(Records from a data collection)
********

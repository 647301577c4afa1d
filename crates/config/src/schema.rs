use serde::{Deserialize, Serialize};
use std::collections::HashMap;

/// Root settings structure, loaded once per invocation.
#[derive(Debug, Clone, PartialEq, Serialize, Deserialize)]
#[serde(default, rename_all = "camelCase")]
pub struct Settings {
    /// One entry per status line, widgets in left-to-right order.
    pub lines: Vec<Vec<WidgetItem>>,
    /// Powerline (colored block) rendering.
    pub powerline: PowerlineConfig,
    /// Text inserted between adjacent content widgets.  `None` = nothing.
    pub default_separator: Option<String>,
    /// Text placed on both sides of every content widget.
    pub default_padding: Option<String>,
    /// Auto-inserted separators take the colors of the widget before them.
    pub inherit_separator_colors: bool,
    /// Render every widget bold.
    pub global_bold: bool,
    pub color_level: ColorLevel,
    pub flex_mode: FlexMode,
    /// Context usage percentage at which `full-until-compact` narrows.
    pub compact_threshold: u8,
}

impl Default for Settings {
    fn default() -> Self {
        Self {
            lines: vec![vec![
                WidgetItem::new("1", "model"),
                WidgetItem::new("2", "separator"),
                WidgetItem::new("3", "context-length"),
                WidgetItem::new("4", "separator"),
                WidgetItem::new("5", "git-branch"),
                WidgetItem::new("6", "separator"),
                WidgetItem::new("7", "git-changes"),
            ]],
            powerline: PowerlineConfig::default(),
            default_separator: None,
            default_padding: None,
            inherit_separator_colors: false,
            global_bold: false,
            color_level: ColorLevel::default(),
            flex_mode: FlexMode::default(),
            compact_threshold: 60,
        }
    }
}

/// Config block for a single widget instance.
///
/// Several fields predate `display_style` and are kept so that files saved
/// by older releases keep rendering the same way.
#[derive(Debug, Clone, Default, PartialEq, Serialize, Deserialize)]
#[serde(default, rename_all = "camelCase")]
pub struct WidgetItem {
    /// Stable identifier, unique within its line.
    pub id: String,
    /// Widget type identifier, e.g. `"git-branch"`.  Unknown values are
    /// tolerated and render as nothing.
    #[serde(rename = "type")]
    pub kind: String,
    #[serde(skip_serializing_if = "Option::is_none")]
    pub color: Option<String>,
    #[serde(skip_serializing_if = "Option::is_none")]
    pub background_color: Option<String>,
    #[serde(skip_serializing_if = "Option::is_none")]
    pub bold: Option<bool>,
    /// Legacy separator character.
    #[serde(skip_serializing_if = "Option::is_none")]
    pub character: Option<String>,
    /// Legacy "no label" flag.
    #[serde(skip_serializing_if = "Option::is_none")]
    pub raw_value: Option<bool>,
    #[serde(skip_serializing_if = "Option::is_none")]
    pub display_style: Option<String>,
    #[serde(skip_serializing_if = "Option::is_none")]
    pub custom_text: Option<String>,
    #[serde(skip_serializing_if = "Option::is_none")]
    pub command_path: Option<String>,
    /// Truncation bound in terminal cells.
    #[serde(skip_serializing_if = "Option::is_none")]
    pub max_width: Option<usize>,
    #[serde(skip_serializing_if = "Option::is_none")]
    pub preserve_colors: Option<bool>,
    /// Command timeout in milliseconds.
    #[serde(skip_serializing_if = "Option::is_none")]
    pub timeout: Option<u64>,
    #[serde(skip_serializing_if = "Merge::is_none")]
    pub merge: Merge,
    #[serde(skip_serializing_if = "HashMap::is_empty")]
    pub metadata: HashMap<String, String>,
}

impl WidgetItem {
    pub fn new(id: impl Into<String>, kind: impl Into<String>) -> Self {
        Self {
            id: id.into(),
            kind: kind.into(),
            ..Self::default()
        }
    }

    pub fn is_raw(&self) -> bool {
        self.raw_value == Some(true)
    }

    pub fn meta(&self, key: &str) -> Option<&str> {
        self.metadata.get(key).map(String::as_str)
    }

    /// `true` only for the literal string `"true"`.
    pub fn meta_flag(&self, key: &str) -> bool {
        self.meta(key) == Some("true")
    }
}

/// How a widget joins the next rendered widget.
#[derive(Debug, Clone, Copy, PartialEq, Eq, Default, Serialize, Deserialize)]
#[serde(from = "RawMerge", into = "RawMerge")]
pub enum Merge {
    #[default]
    None,
    /// No separator between the two widgets; padding is kept.
    Join,
    /// No separator and no padding at the junction.
    NoPadding,
}

impl Merge {
    pub fn is_none(&self) -> bool {
        matches!(self, Self::None)
    }
}

/// On-disk shape: `true`/`false` or the string `"no-padding"`.
#[derive(Debug, Clone, Serialize, Deserialize)]
#[serde(untagged)]
enum RawMerge {
    Flag(bool),
    Mode(String),
}

impl From<RawMerge> for Merge {
    fn from(raw: RawMerge) -> Self {
        match raw {
            RawMerge::Flag(true) => Self::Join,
            RawMerge::Flag(false) => Self::None,
            RawMerge::Mode(mode) if mode == "no-padding" => Self::NoPadding,
            RawMerge::Mode(_) => Self::None,
        }
    }
}

impl From<Merge> for RawMerge {
    fn from(merge: Merge) -> Self {
        match merge {
            Merge::None => Self::Flag(false),
            Merge::Join => Self::Flag(true),
            Merge::NoPadding => Self::Mode("no-padding".to_string()),
        }
    }
}

/// Powerline rendering settings.
#[derive(Debug, Clone, PartialEq, Serialize, Deserialize)]
#[serde(default, rename_all = "camelCase")]
pub struct PowerlineConfig {
    pub enabled: bool,
    /// `"custom"` or the name of a built-in palette.
    pub theme: String,
    /// Glyph drawn between blocks.
    pub separator: String,
    pub start_cap: Option<String>,
    pub end_cap: Option<String>,
    /// Palette used by the `custom` theme, assigned round-robin.
    pub custom_colors: Vec<ColorPair>,
}

impl Default for PowerlineConfig {
    fn default() -> Self {
        Self {
            enabled: false,
            theme: "custom".to_string(),
            separator: "\u{E0B0}".to_string(),
            start_cap: None,
            end_cap: None,
            custom_colors: Vec::new(),
        }
    }
}

/// A foreground/background color pair.
#[derive(Debug, Clone, PartialEq, Eq, Serialize, Deserialize)]
pub struct ColorPair {
    pub fg: String,
    pub bg: String,
}

/// How many colors the output may use.
#[derive(Debug, Clone, Copy, PartialEq, Eq, PartialOrd, Ord, Default, Serialize, Deserialize)]
#[serde(from = "u8", into = "u8")]
pub enum ColorLevel {
    /// No escape sequences at all.
    None,
    /// The 16 basic ANSI colors.
    Basic,
    #[default]
    Ansi256,
    TrueColor,
}

impl From<u8> for ColorLevel {
    fn from(level: u8) -> Self {
        match level {
            0 => Self::None,
            1 => Self::Basic,
            2 => Self::Ansi256,
            _ => Self::TrueColor,
        }
    }
}

impl From<ColorLevel> for u8 {
    fn from(level: ColorLevel) -> Self {
        match level {
            ColorLevel::None => 0,
            ColorLevel::Basic => 1,
            ColorLevel::Ansi256 => 2,
            ColorLevel::TrueColor => 3,
        }
    }
}

/// Width budget used for flex separators.
#[derive(Debug, Clone, Copy, PartialEq, Eq, Default, Serialize, Deserialize)]
#[serde(rename_all = "kebab-case")]
pub enum FlexMode {
    /// The whole terminal width.
    #[default]
    Full,
    /// Leave 40 cells for host notices on the right.
    FullMinus40,
    /// Full width until context usage reaches `compact_threshold`.
    FullUntilCompact,
}

#[cfg(test)]
mod tests {
    use super::*;

    #[test]
    fn merge_accepts_bool_and_no_padding() {
        let items: Vec<WidgetItem> = serde_json::from_str(
            r#"[
                {"id":"1","type":"model","merge":true},
                {"id":"2","type":"model","merge":"no-padding"},
                {"id":"3","type":"model","merge":false},
                {"id":"4","type":"model"}
            ]"#,
        )
        .unwrap();
        let merges: Vec<Merge> = items.iter().map(|i| i.merge).collect();
        assert_eq!(
            merges,
            vec![Merge::Join, Merge::NoPadding, Merge::None, Merge::None]
        );
    }

    #[test]
    fn camel_case_fields() {
        let item: WidgetItem = serde_json::from_str(
            r#"{"id":"a","type":"git-branch","rawValue":true,
                "backgroundColor":"blue","metadata":{"hideNoGit":"true"}}"#,
        )
        .unwrap();
        assert!(item.is_raw());
        assert_eq!(item.background_color.as_deref(), Some("blue"));
        assert!(item.meta_flag("hideNoGit"));
    }

    #[test]
    fn partial_settings_use_defaults() {
        let settings: Settings =
            serde_json::from_str(r#"{"powerline":{"enabled":true},"colorLevel":3}"#).unwrap();
        assert!(settings.powerline.enabled);
        assert_eq!(settings.powerline.theme, "custom");
        assert_eq!(settings.color_level, ColorLevel::TrueColor);
        assert_eq!(settings.lines.len(), 1);
    }

    #[test]
    fn flex_mode_kebab_case() {
        let settings: Settings =
            serde_json::from_str(r#"{"flexMode":"full-until-compact"}"#).unwrap();
        assert_eq!(settings.flex_mode, FlexMode::FullUntilCompact);
    }
}
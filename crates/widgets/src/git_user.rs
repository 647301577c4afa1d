use statline_config::{Settings, WidgetItem};
use statline_core::{DisplayStyle, RenderContext};

use crate::{git, style::StyleTable, Widget};

const STYLES: StyleTable = StyleTable {
    styles: &[
        DisplayStyle::new("name-only", "jdoe"),
        DisplayStyle::new("email-only", "jdoe@example.com"),
        DisplayStyle::new("name-with-email", "jdoe (jdoe@example.com)"),
    ],
    default: "name-only",
    aliases: &[],
    legacy:  &[],
};

/// `user.name` / `user.email` from git config.
#[derive(Debug, Default)]
pub struct GitUserWidget;

impl GitUserWidget {
    pub fn new() -> Self {
        Self
    }
}

impl Widget for GitUserWidget {
    fn default_color(&self) -> &'static str {
        "cyan"
    }

    fn display_name(&self) -> &'static str {
        "Git User"
    }

    fn description(&self) -> &'static str {
        "Shows the git user name and/or email from git config"
    }

    fn style_table(&self) -> &'static StyleTable {
        &STYLES
    }

    fn render(
        &self,
        item: &WidgetItem,
        ctx: &RenderContext,
        _settings: &Settings,
    ) -> Option<String> {
        let style = STYLES.resolve(item);
        if ctx.is_preview {
            return STYLES.label(style).map(String::from);
        }

        let probe = git(ctx);
        let value = match style {
            "email-only" => probe.user_email(),
            "name-with-email" => match (probe.user_name(), probe.user_email()) {
                (Some(name), Some(email)) => Some(format!("{name} ({email})")),
                (name, email) => name.or(email),
            },
            _ => probe.user_name(),
        };
        Some(value.unwrap_or_else(|| "n/a".into()))
    }
}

********

Exercise – For the string "RenderContext", give the number of lines in the data that contain it, and only that number.

Output for this exercise – 2